In this assignment you will be working on demonstrating via Monte-Carlo simulation the curse of dimensionality and perform a logistic regression classification task with SGD.
You are mandated to use numpy and the Pytorch namespace libraries such as pytorch.linalg, pytorch.rand and in general libraries in the pytorch.xyz namespace. The idea is to implement from scratch the following without implementing every minute component such as random number generators, plotting etc.
If you are familiar with Keras and not Pytorch the same rule applies.
Points:
Dev Environnment : 10 points
Simulation : 25 points
Logistic Regression : 50 points
Code is commented throughout either inline or via markdown cells. (15 points)
Development Environment Setup
Ubuntu and MAC users
Install docker in your system and the VSCode docker and remote extensions.
Ensure that you also follow this tutorial to setup VSCode properly aka the VSCode can access the WSL2 filesystem and work with the remote docker containers.
If you have an NVIDIA GPU in your system, ensure you have enabled it.
Clone the repo (For windows users ensure that you clone it on the WSL2 filesystem.) Show this by a screenshot below of the terminal where you have cloned the repo.
Build and launch the docker container inside your desired IDE (if you havent used an IDE before you can start with VSCode).
Launch the virtual environment with make start inside the container and then show a screenshot of your IDE and the terminal with the (your virtual env) prefix.
Select the kernel of your virtual environment (.venv folder) and execute the following code. Save the output of all cells of this notebook before submitting.

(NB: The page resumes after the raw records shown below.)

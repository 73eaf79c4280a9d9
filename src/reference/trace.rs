use crate::image::{BinaryMask, PixelImage};

const NEIGH_OFFSETS: [(isize, isize); 8] = [
    (1, 1),
    (-1, -1),
    (1, -1),
    (-1, 1),
    (1, 0),
    (0, 1),
    (-1, 0),
    (0, -1),
];

/// Mark every foreground pixel 8-connected to a foreground seed.
///
/// A pixel is foreground when all of its color channels exceed `min_pixel`.
/// Seeds are visited in row-major order; pixels already marked by an earlier
/// region are not revisited. Growth uses an explicit stack so region size is
/// bounded only by memory.
pub fn trace_mask(image: &PixelImage, min_pixel: u8) -> BinaryMask {
    let mut mask = BinaryMask::new(image.w, image.h);
    let mut stack: Vec<usize> = Vec::with_capacity(64);
    for y in 0..image.h {
        for x in 0..image.w {
            if mask.is_set(x, y) || !image.is_foreground(x, y, min_pixel) {
                continue;
            }
            mask.set(x, y);
            stack.push(mask.idx(x, y));
            grow_region(image, min_pixel, &mut mask, &mut stack);
        }
    }
    mask
}

fn grow_region(image: &PixelImage, min_pixel: u8, mask: &mut BinaryMask, stack: &mut Vec<usize>) {
    let (w, h) = (image.w as isize, image.h as isize);
    while let Some(idx) = stack.pop() {
        let x = (idx % image.w) as isize;
        let y = (idx / image.w) as isize;
        for (dx, dy) in NEIGH_OFFSETS {
            let xn = x + dx;
            let yn = y + dy;
            if xn < 0 || yn < 0 || xn >= w || yn >= h {
                continue;
            }
            let (nx, ny) = (xn as usize, yn as usize);
            if mask.is_set(nx, ny) || !image.is_foreground(nx, ny, min_pixel) {
                continue;
            }
            mask.set(nx, ny);
            stack.push(mask.idx(nx, ny));
        }
    }
}

#[cfg(test)]
mod tests {
    use super::*;

    fn image_with(w: usize, h: usize, lit: &[(usize, usize)]) -> PixelImage {
        let mut img = PixelImage::new(w, h, 3);
        for &(x, y) in lit {
            img.set_color(x, y, [200, 200, 200]);
        }
        img
    }

    #[test]
    fn diagonal_neighbors_are_connected() {
        let img = image_with(4, 4, &[(0, 0), (1, 1), (2, 2)]);
        let mask = trace_mask(&img, 5);
        assert_eq!(mask.count_ones(), 3);
        assert!(mask.is_set(2, 2));
        assert!(!mask.is_set(1, 0));
    }

    #[test]
    fn pixel_with_one_dark_channel_is_background() {
        let mut img = image_with(3, 1, &[(0, 0), (2, 0)]);
        img.set_color(1, 0, [200, 5, 200]);
        let mask = trace_mask(&img, 5);
        assert!(!mask.is_set(1, 0));
        assert_eq!(mask.count_ones(), 2);
    }

    #[test]
    fn large_region_does_not_exhaust_the_stack() {
        let (w, h) = (400, 300);
        let lit: Vec<_> = (0..h).flat_map(|y| (0..w).map(move |x| (x, y))).collect();
        let mask = trace_mask(&image_with(w, h, &lit), 5);
        assert_eq!(mask.count_ones(), w * h);
    }
}
use serde::Serialize;
use std::time::Instant;

/// Wall-clock time spent in one preparation stage.
#[derive(Clone, Debug, Serialize)]
#[serde(rename_all = "camelCase")]
pub struct StageTiming {
    pub label: String,
    pub elapsed_ms: f64,
}

/// Per-stage timings of a preparation run.
#[derive(Clone, Debug, Default, Serialize)]
#[serde(rename_all = "camelCase")]
pub struct TimingBreakdown {
    pub total_ms: f64,
    pub stages: Vec<StageTiming>,
}

impl TimingBreakdown {
    /// Run `stage`, record its duration under `label`, and return its output.
    pub fn measure<T>(&mut self, label: impl Into<String>, stage: impl FnOnce() -> T) -> T {
        let t0 = Instant::now();
        let out = stage();
        let elapsed_ms = t0.elapsed().as_secs_f64() * 1000.0;
        self.total_ms += elapsed_ms;
        self.stages.push(StageTiming {
            label: label.into(),
            elapsed_ms,
        });
        out
    }
}
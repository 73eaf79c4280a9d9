pub mod prepare;

pub use prepare::{load_config, parse_config, OutputConfig, RuntimeConfig};
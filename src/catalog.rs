//! Filename records for a flat image directory.
//!
//! Filenames encode metadata in underscore-delimited segments: the second
//! segment is the subtype, one segment is the scene tag (a letter followed by
//! two digits, e.g. `p03`), and anomaly-only exemplars carry the literal
//! marker [`EXEMPLAR_MARKER`].
use crate::error::{PrepError, Result};
use log::debug;
use serde::Serialize;
use std::collections::BTreeSet;
use std::fs;
use std::path::Path;

pub const EXEMPLAR_MARKER: &str = "anomaly_only_view";

/// Subtypes accepted by [`ImageCatalog::filter_subtype`].
pub const KNOWN_SUBTYPES: [&str; 11] = [
    "Shirts",
    "Paper",
    "Laptops",
    "Cans",
    "Bananas",
    "Shoes",
    "Apples",
    "Tires",
    "AnomalyAbsent",
    "200",
    "750",
];

/// Scene tag of a filename, if any segment is a letter followed by two digits.
///
/// The extension is stripped first so a trailing tag segment still matches.
pub fn extract_tag(name: &str) -> Option<&str> {
    let stem = match name.rfind('.') {
        Some(dot) => &name[..dot],
        None => name,
    };
    stem.split('_').find(|segment| is_tag(segment))
}

fn is_tag(segment: &str) -> bool {
    let bytes = segment.as_bytes();
    bytes.len() == 3
        && bytes[0].is_ascii_alphabetic()
        && bytes[1].is_ascii_digit()
        && bytes[2].is_ascii_digit()
}

/// True for anomaly-only exemplar images.
pub fn is_exemplar(name: &str) -> bool {
    name.contains(EXEMPLAR_MARKER)
}

#[derive(Clone, Debug, PartialEq, Eq, Serialize)]
pub struct ImageRecord {
    /// Position in the original directory listing
    pub index: usize,
    pub name: String,
}

impl ImageRecord {
    pub fn tag(&self) -> Option<&str> {
        extract_tag(&self.name)
    }

    pub fn is_exemplar(&self) -> bool {
        is_exemplar(&self.name)
    }
}

/// Ordered list of image filenames.
#[derive(Clone, Debug, Default, PartialEq, Eq, Serialize)]
pub struct ImageCatalog {
    records: Vec<ImageRecord>,
}

impl ImageCatalog {
    pub fn from_names<I, S>(names: I) -> Self
    where
        I: IntoIterator<Item = S>,
        S: Into<String>,
    {
        let records = names
            .into_iter()
            .enumerate()
            .map(|(index, name)| ImageRecord {
                index,
                name: name.into(),
            })
            .collect();
        Self { records }
    }

    /// List the `.png` files of `dir` in name order.
    pub fn from_dir(dir: &Path) -> Result<Self> {
        let entries = fs::read_dir(dir).map_err(|e| PrepError::io(dir, e))?;
        let mut names: Vec<String> = entries
            .filter_map(|entry| entry.ok())
            .filter(|entry| entry.path().is_file())
            .filter_map(|entry| entry.file_name().into_string().ok())
            .filter(|name| name.to_ascii_lowercase().ends_with(".png"))
            .collect();
        names.sort();
        debug!("catalog: {} png files in {}", names.len(), dir.display());
        Ok(Self::from_names(names))
    }

    pub fn records(&self) -> &[ImageRecord] {
        &self.records
    }

    pub fn iter(&self) -> impl Iterator<Item = &ImageRecord> {
        self.records.iter()
    }

    pub fn len(&self) -> usize {
        self.records.len()
    }

    pub fn is_empty(&self) -> bool {
        self.records.is_empty()
    }

    /// Distinct subtype segments (second underscore segment), sorted.
    pub fn subtypes(&self) -> Vec<String> {
        self.records
            .iter()
            .filter_map(|r| r.name.split('_').nth(1))
            .map(str::to_string)
            .collect::<BTreeSet<_>>()
            .into_iter()
            .collect()
    }

    /// Keep names containing `subtype` (case-insensitive); with `leave_out`,
    /// keep the others instead. Record indices are preserved.
    pub fn filter_subtype(&self, subtype: &str, leave_out: bool) -> Result<Self> {
        if !KNOWN_SUBTYPES.contains(&subtype) {
            return Err(PrepError::config(format!(
                "unknown subtype {subtype:?}; expected one of {KNOWN_SUBTYPES:?}"
            )));
        }
        let needle = subtype.to_ascii_lowercase();
        let records = self
            .records
            .iter()
            .filter(|r| r.name.to_ascii_lowercase().contains(&needle) != leave_out)
            .cloned()
            .collect();
        Ok(Self { records })
    }

    /// First full (non-exemplar) image; used as the layout reference.
    pub fn reference_image(&self) -> Option<&ImageRecord> {
        self.records.iter().find(|r| !r.is_exemplar())
    }

    /// First exemplar carrying `tag`.
    pub fn exemplar_for(&self, tag: &str) -> Option<&ImageRecord> {
        self.records
            .iter()
            .find(|r| r.is_exemplar() && r.tag() == Some(tag))
    }

    /// Distinct tags in first-seen order.
    pub fn tags(&self) -> Vec<&str> {
        let mut seen = BTreeSet::new();
        self.records
            .iter()
            .filter_map(ImageRecord::tag)
            .filter(|tag| seen.insert(*tag))
            .collect()
    }
}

You are interviewing with Google’s ad team and one of their tasks is predicting the Click Through Rate (CTR) of ads they place on web or mobile properties. Your hiring manager keen on testing you out, suggests to download this dataset and asks you to code up a model that predicts the CTR based on Logistic Regression.
Data Preprocessing
Preprocess the data you are given to your liking. This may include dropping some columns you wont use, addressing noisy or missing data etc.
Use Pandas as a dataframe abstraction for this task and you can easily convert dataframes to pytorch tensors for later processing You can learn about Pandas here:
SGD
Implement the logistic regression solution to the prediction problem that can work with Stochastic Gradient Descent (SGD).
Show clearly all equations of the gradient and include comments in markdown explaining every stage of processing. Also, highlight any enhancements you may have done to improve performance.
Plot the final precision vs recall curve of your classifier. Clearly explain the tradeoff between the two quantities and the shape of the curve.